Having Mental Health Means Sleuthing Magical Perceptions Sometimes

Black Magic (comics)

Image via Wikipedia

Self-Care Tip #134 – Looking past the dark magic in your life might require medication.  Be a friend to yourself.

Much of what psychiatrists do at work is help with misperceptions.  Seeing something one way does not make it true.

In Scientific America, there was a great article, “Magic and the Brain: How Magicians ‘Trick’ the Mind,” By Susana Martinez-Conde and Stephen L. Macknik | November 24, 2008 | 17.  It tells us that we misperceive things so easily, that people use that quality to entertain others.  Magicians use it to entertain and exploit the limits of cognition and attention.

Magicians aren’t the only ones to exploit that.  We do.  We exploit ourselves.  Tsk.  Not too friendly and not generally as entertaining.

How is having our misperceptions a form self-exploitation, you say?  Because we nurse them and drive our own selves into the ground with them.  No one else is doing it when down to the last trick.

It comes to me that when we feel disconnected from others, we are mistaken.  Some magic turned us awry and we don’t see the gazillioin links touching us all around.  When we feel worthless, when we think we are despised, when we feel singled out for suffering, that be black magic my friends.  When we think our lives our so hopeless that we would be better off ending them, look for the mirrors.  Look for the rabbits and top hats.  We aren’t seeing things right.
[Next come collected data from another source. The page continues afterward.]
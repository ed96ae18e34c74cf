//! Arguments exchanged during a debate round

use serde::{Deserialize, Serialize};
use std::fmt;

use crate::claim::{AgentType, Conclusion};
use crate::evidence::EvidenceRef;

/// Stance an argument takes on the claim
#[derive(Debug, Clone, Copy, PartialEq, Eq, Hash, PartialOrd, Ord, Serialize, Deserialize)]
#[serde(rename_all = "snake_case")]
pub enum Position {
    Supports,
    Refutes,
    Neutral,
}

impl Position {
    pub fn is_neutral(&self) -> bool {
        matches!(self, Self::Neutral)
    }

    pub fn opposes(&self, other: Position) -> bool {
        matches!(
            (self, other),
            (Self::Supports, Position::Refutes) | (Self::Refutes, Position::Supports)
        )
    }
}

impl fmt::Display for Position {
    fn fmt(&self, f: &mut fmt::Formatter<'_>) -> fmt::Result {
        let s = match self {
            Self::Supports => "supports",
            Self::Refutes => "refutes",
            Self::Neutral => "neutral",
        };
        f.write_str(s)
    }
}

/// One agent's positioned, evidenced contribution to a round
#[derive(Debug, Clone, Serialize, Deserialize)]
pub struct Argument {
    pub agent_type: AgentType,
    pub position: Position,
    /// Conclusion of the investigation this argument was built from
    pub conclusion: Conclusion,
    /// Subset of the source investigation's evidence
    pub evidence: Vec<EvidenceRef>,
    pub reasoning: String,
    /// Confidence (0 - 100)
    pub confidence: f64,
}

impl Argument {
    pub fn new(agent_type: AgentType, conclusion: Conclusion, confidence: f64) -> Self {
        Self {
            agent_type,
            position: conclusion.position(),
            conclusion,
            evidence: Vec::new(),
            reasoning: String::new(),
            confidence: confidence.clamp(0.0, 100.0),
        }
    }

    pub fn with_evidence(mut self, evidence: Vec<EvidenceRef>) -> Self {
        self.evidence = evidence;
        self
    }

    pub fn with_reasoning(mut self, reasoning: &str) -> Self {
        self.reasoning = reasoning.to_string();
        self
    }
}
//! Progress events and the per-session progress projection

use chrono::{DateTime, Utc};
use serde::{Deserialize, Serialize};
use std::collections::BTreeSet;

use verity_adversarial::Veracity;
use verity_core::{AgentType, Conclusion};

use crate::message::Recipient;

/// Typed progress notification, one variant per update kind
#[derive(Debug, Clone, PartialEq, Serialize, Deserialize)]
#[serde(tag = "type", rename_all = "SCREAMING_SNAKE_CASE")]
pub enum ProgressUpdate {
    ClaimExtracted {
        claim_id: String,
        claim_text: String,
    },
    InvestigationStarted {
        claim_id: String,
        agents: Vec<AgentType>,
    },
    InvestigationCompleted {
        claim_id: String,
        agent: AgentType,
        conclusion: Conclusion,
        confidence: f64,
    },
    DebateStarted {
        claim_id: String,
        participants: Vec<AgentType>,
        max_rounds: u32,
    },
    DebateRound {
        claim_id: String,
        round: u32,
        conflicts: usize,
        agreement: f64,
    },
    ConflictsResolved {
        claim_id: String,
        round: u32,
        resolved: usize,
        manual_review: usize,
    },
    ConsensusReached {
        claim_id: String,
        veracity: Veracity,
        confidence: f64,
        agreement: f64,
        forced: bool,
    },
    DebateTimedOut {
        claim_id: String,
        rounds_completed: u32,
    },
    DebateFailed {
        claim_id: String,
        reason: String,
    },
    MessagePosted {
        message_id: String,
        from: AgentType,
        recipient: Recipient,
    },
}

impl ProgressUpdate {
    pub fn kind(&self) -> &'static str {
        match self {
            Self::ClaimExtracted { .. } => "CLAIM_EXTRACTED",
            Self::InvestigationStarted { .. } => "INVESTIGATION_STARTED",
            Self::InvestigationCompleted { .. } => "INVESTIGATION_COMPLETED",
            Self::DebateStarted { .. } => "DEBATE_STARTED",
            Self::DebateRound { .. } => "DEBATE_ROUND",
            Self::ConflictsResolved { .. } => "CONFLICTS_RESOLVED",
            Self::ConsensusReached { .. } => "CONSENSUS_REACHED",
            Self::DebateTimedOut { .. } => "DEBATE_TIMED_OUT",
            Self::DebateFailed { .. } => "DEBATE_FAILED",
            Self::MessagePosted { .. } => "MESSAGE_POSTED",
        }
    }
}

/// A progress update as delivered to subscribers
#[derive(Debug, Clone, PartialEq, Serialize, Deserialize)]
pub struct ProgressEvent {
    pub session_id: String,
    /// Strictly increasing within a session, starting at 1
    pub sequence: u64,
    pub update: ProgressUpdate,
    pub timestamp: DateTime<Utc>,
}

/// Coarse phase of the pipeline for one session
#[derive(Debug, Clone, Copy, PartialEq, Eq, Serialize, Deserialize)]
#[serde(rename_all = "snake_case")]
pub enum DebatePhase {
    Extraction,
    Investigation,
    Debate,
    Consensus,
    Completed,
    Failed,
}

/// Progress projection maintained from stored data and published updates
#[derive(Debug, Clone, PartialEq, Serialize, Deserialize)]
pub struct DebateProgress {
    pub session_id: String,
    pub phase: DebatePhase,
    pub processed_claims: usize,
    pub total_claims: usize,
    pub active_agents: Vec<AgentType>,
    pub current_round: u32,
    pub last_updated: DateTime<Utc>,
}

impl DebateProgress {
    pub fn new(session_id: &str) -> Self {
        Self {
            session_id: session_id.to_string(),
            phase: DebatePhase::Extraction,
            processed_claims: 0,
            total_claims: 0,
            active_agents: Vec::new(),
            current_round: 0,
            last_updated: Utc::now(),
        }
    }

    pub fn apply(&mut self, update: &ProgressUpdate) {
        match update {
            ProgressUpdate::ClaimExtracted { .. } => {
                self.total_claims += 1;
            }
            ProgressUpdate::InvestigationStarted { agents, .. } => {
                self.phase = DebatePhase::Investigation;
                self.set_agents(agents.iter().copied());
            }
            ProgressUpdate::InvestigationCompleted { agent, .. } => {
                self.phase = DebatePhase::Investigation;
                self.add_agent(*agent);
            }
            ProgressUpdate::DebateStarted { participants, .. } => {
                self.phase = DebatePhase::Debate;
                self.current_round = 0;
                self.set_agents(participants.iter().copied());
            }
            ProgressUpdate::DebateRound { round, .. } => {
                self.phase = DebatePhase::Debate;
                self.current_round = *round;
            }
            ProgressUpdate::ConflictsResolved { .. } | ProgressUpdate::MessagePosted { .. } => {}
            ProgressUpdate::ConsensusReached { .. } | ProgressUpdate::DebateTimedOut { .. } => {
                self.finish_claim(DebatePhase::Completed);
            }
            ProgressUpdate::DebateFailed { .. } => {
                self.finish_claim(DebatePhase::Failed);
            }
        }
        self.last_updated = Utc::now();
    }

    fn finish_claim(&mut self, phase: DebatePhase) {
        self.processed_claims = (self.processed_claims + 1).min(self.total_claims.max(1));
        self.total_claims = self.total_claims.max(self.processed_claims);
        self.active_agents.clear();
        self.phase = if self.processed_claims < self.total_claims {
            DebatePhase::Investigation
        } else {
            phase
        };
    }

    fn set_agents(&mut self, agents: impl Iterator<Item = AgentType>) {
        self.active_agents = agents.collect::<BTreeSet<_>>().into_iter().collect();
    }

    fn add_agent(&mut self, agent: AgentType) {
        if let Err(pos) = self.active_agents.binary_search(&agent) {
            self.active_agents.insert(pos, agent);
        }
    }

    pub fn is_finished(&self) -> bool {
        matches!(self.phase, DebatePhase::Completed | DebatePhase::Failed)
    }
}

#[cfg(test)]
mod tests {
    use super::*;

    #[test]
    fn test_progress_follows_pipeline() {
        let mut p = DebateProgress::new("s");
        p.apply(&ProgressUpdate::ClaimExtracted {
            claim_id: "c".into(),
            claim_text: "text".into(),
        });
        assert_eq!(p.total_claims, 1);

        p.apply(&ProgressUpdate::InvestigationCompleted {
            claim_id: "c".into(),
            agent: AgentType::News,
            conclusion: Conclusion::True,
            confidence: 70.0,
        });
        p.apply(&ProgressUpdate::DebateStarted {
            claim_id: "c".into(),
            participants: vec![AgentType::News, AgentType::Academic],
            max_rounds: 3,
        });
        assert_eq!(p.phase, DebatePhase::Debate);
        assert_eq!(p.active_agents, vec![AgentType::Academic, AgentType::News]);

        p.apply(&ProgressUpdate::DebateRound {
            claim_id: "c".into(),
            round: 2,
            conflicts: 0,
            agreement: 40.0,
        });
        assert_eq!(p.current_round, 2);

        p.apply(&ProgressUpdate::DebateTimedOut {
            claim_id: "c".into(),
            rounds_completed: 2,
        });
        assert_eq!(p.processed_claims, 1);
        assert!(p.is_finished());
        assert!(p.active_agents.is_empty());
    }

    #[test]
    fn test_update_serializes_with_type_tag() {
        let update = ProgressUpdate::DebateFailed {
            claim_id: "c".into(),
            reason: "boom".into(),
        };
        let json = serde_json::to_value(&update).unwrap();
        assert_eq!(json["type"], "DEBATE_FAILED");
        assert_eq!(update.kind(), "DEBATE_FAILED");
    }
}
When I move the curtains across my clinic day, I often find medical diagnosis hiding behind.  Some sort of biology giving us the slip.

My dad often told me, “Things are never as bad as they seem.”  I realize he was talking about this kind of magic.

Question:  How have you gotten past self-harmful misperceptions?  How have you seen another do it?  Please tell me your story.

7 thoughts on “Having Mental Health Means Sleuthing Magical Perceptions Sometimes

  1. Doc, my dad committed suicide, he had a spinal disease and didn’t want to end up having my mom caring for him like a helpless baby. It was years ago, but I still wonder if somebody could have talked him out of it.

    • oh cin. the pain. i’m really sorry. who knows what any of us would choose in that situation. i wasn’t there but i think from my distant view and unreliable opinion that his choice was different in many ways than what i mentioned in this post. u the survivor though – i’m sure you’ve spun the choice wheel around quite a few times. hugs.

  2. Pingback: Tweets that mention Looking Past Dark Magic In Your Life Might Require Medication « A Friend to Yourself -- Topsy.com

  3. Very true Sana. Things are never bad as they seem. Your father was very right. We need to constantly acquire tools to help us see things as they truly are: at peace.